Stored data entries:
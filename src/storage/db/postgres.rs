//! PostgreSQL backend implementation using sqlx.
//!
//! Queries arrive with `$n` placeholders. Inserts carry a `RETURNING` clause
//! and the key is read from the returned row.
//!
//! Parameters are bound with the types the server infers for their
//! placeholders, so a `NULL` or a timestamp read back as text can be written to
//! any column it fits, as on the other engines.

use std::time::Duration;

use async_trait::async_trait;
use chrono::{DateTime, NaiveDate, NaiveDateTime, NaiveTime, Utc};
use sqlx::encode::IsNull;
use sqlx::error::BoxDynError;
use sqlx::postgres::{
    PgArgumentBuffer, PgArguments, PgConnection, PgPool, PgPoolOptions, PgRow, PgTypeInfo,
};
use sqlx::query::Query;
use sqlx::{
    Column, Either, Encode, Executor, Postgres, Row as _, Statement as _, Type, TypeInfo,
};

use super::{Adapter, PROBE_SQL, unsupported};
use crate::storage::StorageError;
use crate::storage::dialect::{IDENTITY_COLUMN, Translation};
use crate::storage::types::{BackendKind, Row, RunResult, Value};

/// PostgreSQL connection pool adapter.
#[derive(Clone)]
pub struct PostgresAdapter {
    pool: PgPool,
}

impl std::fmt::Debug for PostgresAdapter {
    fn fmt(&self, f: &mut std::fmt::Formatter<'_>) -> std::fmt::Result {
        f.debug_struct("PostgresAdapter").finish_non_exhaustive()
    }
}

impl PostgresAdapter {
    /// Connect a pool and probe it.
    ///
    /// # Errors
    /// Any failure to connect or to answer the probe is reported as
    /// [`StorageError::Connectivity`].
    pub async fn connect(
        url: &str,
        max_connections: u32,
        connect_timeout: Duration,
    ) -> Result<Self, StorageError> {
        let pool = PgPoolOptions::new()
            .max_connections(max_connections)
            .acquire_timeout(connect_timeout)
            .connect(url)
            .await
            .map_err(StorageError::Connectivity)?;

        sqlx::query(PROBE_SQL)
            .execute(&pool)
            .await
            .map_err(StorageError::Connectivity)?;

        tracing::info!(max_connections, "PostgreSQL pool connected");
        Ok(Self { pool })
    }

    /// Get the underlying sqlx pool.
    #[inline]
    pub fn inner(&self) -> &PgPool {
        &self.pool
    }
}

#[async_trait]
impl Adapter for PostgresAdapter {
    fn kind(&self) -> BackendKind {
        BackendKind::Postgres
    }

    async fn run(&self, stmt: &Translation, params: &[Value]) -> Result<RunResult, StorageError> {
        let mut conn = self.pool.acquire().await?;
        let params = typed_params(&mut conn, &stmt.sql, params).await?;
        let query = bind(sqlx::query(&stmt.sql), params);
        if !stmt.returning {
            query.execute(&mut *conn).await?;
            return Ok(RunResult::default());
        }

        let Some(row) = query.fetch_optional(&mut *conn).await? else {
            // ON CONFLICT DO NOTHING and friends return no row.
            return Ok(RunResult::default());
        };
        let inserted_id = if stmt.is_insert {
            returned_id(&row)?
        } else {
            None
        };
        Ok(RunResult::new(inserted_id))
    }

    async fn get(&self, sql: &str, params: &[Value]) -> Result<Option<Row>, StorageError> {
        let mut conn = self.pool.acquire().await?;
        let params = typed_params(&mut conn, sql, params).await?;
        bind(sqlx::query(sql), params)
            .fetch_optional(&mut *conn)
            .await?
            .as_ref()
            .map(decode_row)
            .transpose()
    }

    async fn all(&self, sql: &str, params: &[Value]) -> Result<Vec<Row>, StorageError> {
        let mut conn = self.pool.acquire().await?;
        let params = typed_params(&mut conn, sql, params).await?;
        bind(sqlx::query(sql), params)
            .fetch_all(&mut *conn)
            .await?
            .iter()
            .map(decode_row)
            .collect()
    }

    async fn exec(&self, sql: &str) -> Result<(), StorageError> {
        sqlx::raw_sql(sql).execute(&self.pool).await?;
        Ok(())
    }
}

/// Key of the inserted row: the `id` column, else the first column.
fn returned_id(row: &PgRow) -> Result<Option<i64>, StorageError> {
    let index = row
        .columns()
        .iter()
        .position(|c| c.name() == IDENTITY_COLUMN)
        .unwrap_or(0);
    let Some(column) = row.columns().get(index) else {
        return Ok(None);
    };

    let id = match column.type_info().name() {
        "INT2" => row.try_get::<Option<i16>, _>(index)?.map(i64::from),
        "INT4" => row.try_get::<Option<i32>, _>(index)?.map(i64::from),
        "INT8" => row.try_get::<Option<i64>, _>(index)?,
        _ => None,
    };
    Ok(id)
}

// =============================================================================
// Parameter Binding
// =============================================================================

/// Convert `params` to the types the server inferred for `sql`.
///
/// Preparing goes through the connection's statement cache, so only the first
/// use of a query on a connection costs a round trip.
async fn typed_params(
    conn: &mut PgConnection,
    sql: &str,
    params: &[Value],
) -> Result<Vec<PgParam>, StorageError> {
    let statement = (&mut *conn).prepare(sql).await?;
    let targets: &[PgTypeInfo] = match statement.parameters() {
        Some(Either::Left(types)) => types,
        _ => &[],
    };

    params
        .iter()
        .enumerate()
        .map(|(i, value)| match targets.get(i) {
            Some(target) => PgParam::coerce(i + 1, value, target),
            // Count mismatches are left for the server to report.
            None => Ok(PgParam::from_value(value)),
        })
        .collect()
}

fn bind(
    mut query: Query<'_, Postgres, PgArguments>,
    params: Vec<PgParam>,
) -> Query<'_, Postgres, PgArguments> {
    for param in params {
        query = query.bind(param);
    }
    query
}

/// A parameter in the representation of its placeholder's type.
///
/// Values travel in binary format, where the server applies no casts: the
/// bytes must already be those of the target type.
#[derive(Debug, Clone, PartialEq)]
enum PgParam {
    Null(PgTypeInfo),
    Bool(bool),
    Int2(i16),
    Int4(i32),
    Int8(i64),
    Float4(f32),
    Float8(f64),
    Text(String),
    Bytea(Vec<u8>),
    Timestamptz(DateTime<Utc>),
    Timestamp(NaiveDateTime),
    Date(NaiveDate),
    Time(NaiveTime),
    Json(serde_json::Value),
}

impl PgParam {
    /// Natural type of `value`, for placeholders the server did not describe.
    fn from_value(value: &Value) -> Self {
        match value {
            Value::Null => Self::Null(<i64 as Type<Postgres>>::type_info()),
            Value::Integer(v) => Self::Int8(*v),
            Value::Real(v) => Self::Float8(*v),
            Value::Text(v) => Self::Text(v.clone()),
            Value::Blob(v) => Self::Bytea(v.clone()),
            Value::Boolean(v) => Self::Bool(*v),
        }
    }

    /// Convert `value` for the 1-based placeholder `index` of type `target`.
    fn coerce(index: usize, value: &Value, target: &PgTypeInfo) -> Result<Self, StorageError> {
        let type_name = target.name();
        let param = match type_name {
            _ if value.is_null() => Some(Self::Null(target.clone())),
            "BOOL" => as_bool(value).map(Self::Bool),
            "INT2" => as_integer(value)
                .and_then(|v| i16::try_from(v).ok())
                .map(Self::Int2),
            "INT4" => as_integer(value)
                .and_then(|v| i32::try_from(v).ok())
                .map(Self::Int4),
            "INT8" => as_integer(value).map(Self::Int8),
            "FLOAT4" => as_real(value).map(|v| Self::Float4(v as f32)),
            "FLOAT8" => as_real(value).map(Self::Float8),
            "TEXT" | "VARCHAR" | "BPCHAR" | "NAME" | "CHAR" | "UNKNOWN" => {
                as_text(value).map(Self::Text)
            }
            "BYTEA" => match value {
                Value::Blob(v) => Some(Self::Bytea(v.clone())),
                Value::Text(v) => Some(Self::Bytea(v.as_bytes().to_vec())),
                _ => None,
            },
            "TIMESTAMPTZ" => value.as_str().and_then(parse_timestamptz).map(Self::Timestamptz),
            "TIMESTAMP" => value.as_str().and_then(parse_timestamp).map(Self::Timestamp),
            "DATE" => value
                .as_str()
                .and_then(|s| NaiveDate::parse_from_str(s.trim(), "%Y-%m-%d").ok())
                .map(Self::Date),
            "TIME" => value
                .as_str()
                .and_then(|s| NaiveTime::parse_from_str(s.trim(), "%H:%M:%S%.f").ok())
                .map(Self::Time),
            "JSON" | "JSONB" => as_json(value).map(Self::Json),
            _ => None,
        };

        param.ok_or_else(|| StorageError::Parameter {
            index,
            type_name: type_name.to_string(),
            value_kind: value_kind(value),
        })
    }
}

**YOUR GOAL**:
I'd like an exact copy of the lines above, from the very first one through the line that contains "#[derive(Clone)]", with nothing else added.

**EXERCISE OUTPUT**:
filename src/storage/db/postgres.rs
//! PostgreSQL backend implementation using sqlx.
//!
//! Queries arrive with `$n` placeholders. Inserts carry a `RETURNING` clause
//! and the key is read from the returned row.
//!
//! Parameters are bound with the types the server infers for their
//! placeholders, so a `NULL` or a timestamp read back as text can be written to
//! any column it fits, as on the other engines.

use std::time::Duration;

use async_trait::async_trait;
use chrono::{DateTime, NaiveDate, NaiveDateTime, NaiveTime, Utc};
use sqlx::encode::IsNull;
use sqlx::error::BoxDynError;
use sqlx::postgres::{
    PgArgumentBuffer, PgArguments, PgConnection, PgPool, PgPoolOptions, PgRow, PgTypeInfo,
};
use sqlx::query::Query;
use sqlx::{
    Column, Either, Encode, Executor, Postgres, Row as _, Statement as _, Type, TypeInfo,
};

use super::{Adapter, PROBE_SQL, unsupported};
use crate::storage::StorageError;
use crate::storage::dialect::{IDENTITY_COLUMN, Translation};
use crate::storage::types::{BackendKind, Row, RunResult, Value};

/// PostgreSQL connection pool adapter.
#[derive(Clone)]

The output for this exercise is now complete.